→ **EXERCISE DIRECTIONS**
For each line of the listing that holds "AppliedMontage", show the full line.

→ **DATA SHOWN**
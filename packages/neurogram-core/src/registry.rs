//! Append-only log mapping opaque download tokens to file paths.

use crate::error::{CoreError, Result};
use fs2::FileExt;
use rand::distributions::Alphanumeric;
use rand::Rng;
use std::fs::{File, OpenOptions};
use std::io::{ErrorKind, Read, Write};
use std::path::{Path, PathBuf};

pub const TOKEN_LENGTH: usize = 16;

/// Token registry backed by a `token:path` line log.
///
/// Every append and read holds an advisory file lock, so several processes
/// can share one log.
#[derive(Debug, Clone)]
pub struct KeyRegistry {
    log_path: PathBuf,
}

impl KeyRegistry {
    pub fn new(log_path: impl Into<PathBuf>) -> Self {
        Self {
            log_path: log_path.into(),
        }
    }

    pub fn log_path(&self) -> &Path {
        &self.log_path
    }

    /// Register `path` under a fresh random token.
    ///
    /// Tokens are not checked for collisions.
    pub fn generate_key(&self, path: impl AsRef<Path>) -> Result<String> {
        let path = path.as_ref();
        let path_str = path.to_str().ok_or_else(|| {
            CoreError::InvalidInput(format!("path is not valid UTF-8: {}", path.display()))
        })?;
        if path_str.contains('\n') || path_str.contains('\r') {
            return Err(CoreError::InvalidInput(
                "path must not contain line breaks".to_string(),
            ));
        }

        let token: String = rand::thread_rng()
            .sample_iter(&Alphanumeric)
            .take(TOKEN_LENGTH)
            .map(char::from)
            .collect();

        if let Some(parent) = self.log_path.parent() {
            std::fs::create_dir_all(parent)?;
        }

        let mut file = OpenOptions::new()
            .create(true)
            .append(true)
            .open(&self.log_path)?;
        file.lock_exclusive()?;
        let written = file
            .write_all(format!("{}:{}\n", token, path_str).as_bytes())
            .and_then(|_| file.sync_data());
        file.unlock()?;
        written?;

        log::info!("Registered key {} for {}", token, path.display());
        Ok(token)
    }

    /// Path registered under `token`. The most recent record wins.
    pub fn resolve(&self, token: &str) -> Result<PathBuf> {
        let mut file = match File::open(&self.log_path) {
            Ok(file) => file,
            Err(e) if e.kind() == ErrorKind::NotFound => {
                return Err(CoreError::KeyNotFound(token.to_string()))
            }
            Err(e) => return Err(e.into()),
        };

        let mut contents = String::new();
        file.lock_shared()?;
        let read = file.read_to_string(&mut contents);
        file.unlock()?;
        read?;

        contents
            .lines()
            .filter_map(|line| line.split_once(':'))
            .filter(|(key, _)| *key == token)
            .last()
            .map(|(_, path)| PathBuf::from(path.trim_end()))
            .ok_or_else(|| CoreError::KeyNotFound(token.to_string()))
    }
}
use crate::error::{CoreError, Result};
use crate::types::{sample_count, Matrix};
use rayon::prelude::*;
use rustfft::{num_complex::Complex, FftPlanner};

/// Resample every channel from `from_rate` to `to_rate` in the frequency domain.
///
/// The spectrum is truncated or zero-padded to `round(N * to_rate / from_rate)`
/// bins. For even lengths the Nyquist bin is split (upsampling) or folded
/// (downsampling) so real input stays real.
pub fn resample(data: &[Vec<f64>], from_rate: f64, to_rate: f64) -> Result<Matrix> {
    if !(from_rate > 0.0) || !(to_rate > 0.0) {
        return Err(CoreError::InvalidParameter(format!(
            "sample rates must be positive, got {} -> {}",
            from_rate, to_rate
        )));
    }

    if from_rate == to_rate {
        return Ok(data.to_vec());
    }

    let n = sample_count(data);
    let m = (n as f64 * to_rate / from_rate).round() as usize;
    if n == 0 || m == 0 {
        return Ok(vec![Vec::new(); data.len()]);
    }

    log::debug!(
        "Resampling {} channels from {} Hz ({} samples) to {} Hz ({} samples)",
        data.len(),
        from_rate,
        n,
        to_rate,
        m
    );

    let mut planner = FftPlanner::<f64>::new();
    let forward = planner.plan_fft_forward(n);
    let inverse = planner.plan_fft_inverse(m);

    Ok(data
        .par_iter()
        .map(|channel| {
            let mut spectrum: Vec<Complex<f64>> =
                channel.iter().map(|&x| Complex::new(x, 0.0)).collect();
            forward.process(&mut spectrum);

            let mut resized = resize_spectrum(&spectrum, m);
            inverse.process(&mut resized);

            // rustfft does not normalize; dividing by the input length also
            // applies the m / n amplitude correction
            resized.iter().map(|c| c.re / n as f64).collect()
        })
        .collect())
}

fn resize_spectrum(spectrum: &[Complex<f64>], m: usize) -> Vec<Complex<f64>> {
    let n = spectrum.len();
    let shared = n.min(m);
    let mut out = vec![Complex::new(0.0, 0.0); m];

    // Bins strictly below the shared Nyquist frequency, both signs
    let half = (shared - 1) / 2;
    out[0] = spectrum[0];
    for k in 1..=half {
        out[k] = spectrum[k];
        out[m - k] = spectrum[n - k];
    }

    if shared % 2 == 0 && shared > 0 {
        let h = shared / 2;
        if m > n {
            let split = spectrum[h] * 0.5;
            out[h] = split;
            out[m - h] = split;
        } else if m < n {
            out[h] = spectrum[h] + spectrum[n - h];
        } else {
            out[h] = spectrum[h];
        }
    }

    out
}
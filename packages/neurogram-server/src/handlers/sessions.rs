use axum::{
    extract::{Multipart, Path, Query, State},
    http::StatusCode,
    Json,
};
use neurogram_core::{AppliedMontage, Chunk, CoreError, MontageSpec, SessionInfo};
use serde::{Deserialize, Serialize};
use std::path::PathBuf;
use std::sync::Arc;
use tracing::{error, info, warn};
use uuid::Uuid;

use super::{resolve_within, run_blocking, sanitize_filename};
use crate::error::{ApiError, ApiResult};
use crate::state::{IngestStatus, ServerState};

/// Request to ingest a file that already lives on the server
#[derive(Debug, Deserialize)]
pub struct IngestRequest {
    pub session_id: Option<String>,
    /// Path relative to the configured server files directory
    pub path: String,
    #[serde(default)]
    pub background: bool,
}

#[derive(Debug, Serialize, Deserialize)]
pub struct IngestResponse {
    pub session_id: String,
    pub status: IngestStatus,
    #[serde(skip_serializing_if = "Option::is_none")]
    pub info: Option<SessionInfo>,
}

#[derive(Debug, Serialize, Deserialize)]
pub struct UploadResponse {
    pub session_id: String,
    pub filename: String,
    pub size: u64,
    pub status: IngestStatus,
}

/// Session metadata plus the state of its last ingestion, if one ran here
#[derive(Debug, Serialize, Deserialize)]
pub struct SessionResponse {
    pub session_id: String,
    pub status: Option<IngestStatus>,
    pub info: Option<SessionInfo>,
}

/// Either a sample range or an ordinal chunk
#[derive(Debug, Default, Deserialize)]
pub struct ChunkQuery {
    pub start: Option<i64>,
    pub end: Option<i64>,
    pub chunk_i: Option<usize>,
    pub chunk_total: Option<usize>,
}

#[derive(Debug, Serialize, Deserialize)]
pub struct ChunkResponse {
    pub session_id: String,
    pub sample_rate: f64,
    #[serde(flatten)]
    pub chunk: Chunk,
}

/// Ingest `path` into `session_id` on the blocking pool, tracking its status
fn spawn_ingest(state: Arc<ServerState>, session_id: String, path: PathBuf) {
    state.set_ingest_status(&session_id, IngestStatus::Pending);

    tokio::spawn(async move {
        let sessions = Arc::clone(&state.sessions);
        let sid = session_id.clone();
        let status = match run_blocking(move || sessions.ingest(&sid, &path)).await {
            Ok(info) => {
                info!(
                    "Session {} ingested: {} channels, {} samples",
                    session_id,
                    info.labels.len(),
                    info.num_samples
                );
                IngestStatus::Ready
            }
            Err(e) => {
                error!("Background ingest of session {} failed: {}", session_id, e);
                IngestStatus::Failed(e.to_string())
            }
        };
        state.set_ingest_status(&session_id, status);
    });
}

/// Ingest a server-side file
pub async fn ingest_session(
    State(state): State<Arc<ServerState>>,
    Json(request): Json<IngestRequest>,
) -> ApiResult<(StatusCode, Json<IngestResponse>)> {
    let server_files_dir = state
        .config
        .server_files_directory
        .as_ref()
        .ok_or_else(|| {
            ApiError::BadRequest("Server-side file access is not configured".to_string())
        })?;
    let path = resolve_within(server_files_dir, &request.path)?;

    let session_id = request
        .session_id
        .unwrap_or_else(|| Uuid::new_v4().to_string());

    if request.background {
        info!("Queued ingest of {} as session {}", path.display(), session_id);
        spawn_ingest(Arc::clone(&state), session_id.clone(), path);
        return Ok((
            StatusCode::ACCEPTED,
            Json(IngestResponse {
                session_id,
                status: IngestStatus::Pending,
                info: None,
            }),
        ));
    }

    state.set_ingest_status(&session_id, IngestStatus::Pending);
    let sessions = Arc::clone(&state.sessions);
    let sid = session_id.clone();
    match run_blocking(move || sessions.ingest(&sid, &path)).await {
        Ok(info) => {
            state.set_ingest_status(&session_id, IngestStatus::Ready);
            Ok((
                StatusCode::OK,
                Json(IngestResponse {
                    session_id,
                    status: IngestStatus::Ready,
                    info: Some(info),
                }),
            ))
        }
        Err(e) => {
            state.set_ingest_status(&session_id, IngestStatus::Failed(e.to_string()));
            Err(e)
        }
    }
}

/// Upload a recording and ingest it in the background
pub async fn upload_session(
    State(state): State<Arc<ServerState>>,
    mut multipart: Multipart,
) -> ApiResult<(StatusCode, Json<UploadResponse>)> {
    let mut session_id: Option<String> = None;
    let mut uploaded: Option<(PathBuf, String, u64)> = None;

    while let Some(field) = multipart
        .next_field()
        .await
        .map_err(|e| ApiError::BadRequest(format!("Invalid multipart data: {}", e)))?
    {
        let name = field.name().unwrap_or_default().to_string();

        match name.as_str() {
            "sid" => {
                let text = field
                    .text()
                    .await
                    .map_err(|e| ApiError::BadRequest(format!("Failed to read sid: {}", e)))?;
                let text = text.trim();
                if !text.is_empty() {
                    session_id = Some(text.to_string());
                }
            }
            "file" => {
                let filename = field
                    .file_name()
                    .map(|s| s.to_string())
                    .unwrap_or_else(|| "upload.edf".to_string());

                let data = field
                    .bytes()
                    .await
                    .map_err(|e| ApiError::BadRequest(format!("Failed to read file: {}", e)))?;

                if data.len() as u64 > state.config.max_upload_size {
                    return Err(ApiError::PayloadTooLarge(format!(
                        "Maximum size: {} bytes",
                        state.config.max_upload_size
                    )));
                }

                tokio::fs::create_dir_all(&state.config.upload_directory).await?;

                let original = std::path::Path::new(&filename);
                let stem = original
                    .file_stem()
                    .and_then(|s| s.to_str())
                    .map(sanitize_filename)
                    .filter(|s| !s.is_empty())
                    .unwrap_or_else(|| "upload".to_string());
                let ext = original
                    .extension()
                    .and_then(|e| e.to_str())
                    .map(sanitize_filename)
                    .filter(|e| !e.is_empty())
                    .unwrap_or_else(|| "edf".to_string());
                let saved = state
                    .config
                    .upload_directory
                    .join(format!("{}_{}.{}", Uuid::new_v4(), stem, ext));

                tokio::fs::write(&saved, &data).await?;
                info!("File uploaded: {} ({} bytes)", saved.display(), data.len());
                uploaded = Some((saved, filename, data.len() as u64));
            }
            other => {
                warn!("Ignoring unknown upload field '{}'", other);
            }
        }
    }

    let (path, filename, size) =
        uploaded.ok_or_else(|| ApiError::BadRequest("No file provided".to_string()))?;
    let session_id = session_id.unwrap_or_else(|| Uuid::new_v4().to_string());

    spawn_ingest(Arc::clone(&state), session_id.clone(), path);

    Ok((
        StatusCode::ACCEPTED,
        Json(UploadResponse {
            session_id,
            filename,
            size,
            status: IngestStatus::Pending,
        }),
    ))
}

/// Session info; 404 only when nothing is known about the session
pub async fn get_session(
    State(state): State<Arc<ServerState>>,
    Path(session_id): Path<String>,
) -> ApiResult<Json<SessionResponse>> {
    let status = state.ingest_status(&session_id);

    let sessions = Arc::clone(&state.sessions);
    let sid = session_id.clone();
    let info = match run_blocking(move || sessions.session_info(&sid)).await {
        Ok(info) => Some(info),
        Err(ApiError::Core(CoreError::NotFound(_))) if status.is_some() => None,
        Err(e) => return Err(e),
    };

    let status = status.or_else(|| info.as_ref().map(|_| IngestStatus::Ready));
    Ok(Json(SessionResponse {
        session_id,
        status,
        info,
    }))
}

/// Replace the session's montage
pub async fn set_montage(
    State(state): State<Arc<ServerState>>,
    Path(session_id): Path<String>,
    Json(spec): Json<MontageSpec>,
) -> ApiResult<Json<AppliedMontage>> {
    let sessions = Arc::clone(&state.sessions);
    let sid = session_id.clone();
    let applied = run_blocking(move || sessions.set_montage(&sid, spec)).await?;

    if !applied.unresolved.is_empty() {
        warn!(
            "Session {}: skipped unresolved montage entries {:?}",
            session_id, applied.unresolved
        );
    }
    Ok(Json(applied))
}

/// A slice of the effective (derived if present, else raw) matrix
pub async fn get_chunk(
    State(state): State<Arc<ServerState>>,
    Path(session_id): Path<String>,
    Query(query): Query<ChunkQuery>,
) -> ApiResult<Json<ChunkResponse>> {
    let sessions = Arc::clone(&state.sessions);
    let sid = session_id.clone();

    let (chunk, sample_rate) = match query {
        ChunkQuery {
            start: Some(start),
            end: Some(end),
            ..
        } => {
            run_blocking(move || {
                let chunk = sessions.get_chunk(&sid, start, end)?;
                Ok((chunk, sessions.get_sample_rate(&sid)?))
            })
            .await?
        }
        ChunkQuery {
            chunk_i: Some(n),
            chunk_total: Some(total),
            ..
        } => {
            run_blocking(move || {
                let chunk = sessions.get_chunk_ordinal(&sid, n, total)?;
                Ok((chunk, sessions.get_sample_rate(&sid)?))
            })
            .await?
        }
        _ => {
            return Err(ApiError::BadRequest(
                "Expected start and end, or chunk_i and chunk_total".to_string(),
            ))
        }
    };

    Ok(Json(ChunkResponse {
        session_id,
        sample_rate,
        chunk,
    }))
}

→ **RESPONSE AREA**
use neurogram_core::{AppliedMontage, Chunk, CoreError, MontageSpec, SessionInfo};
) -> ApiResult<Json<AppliedMontage>> {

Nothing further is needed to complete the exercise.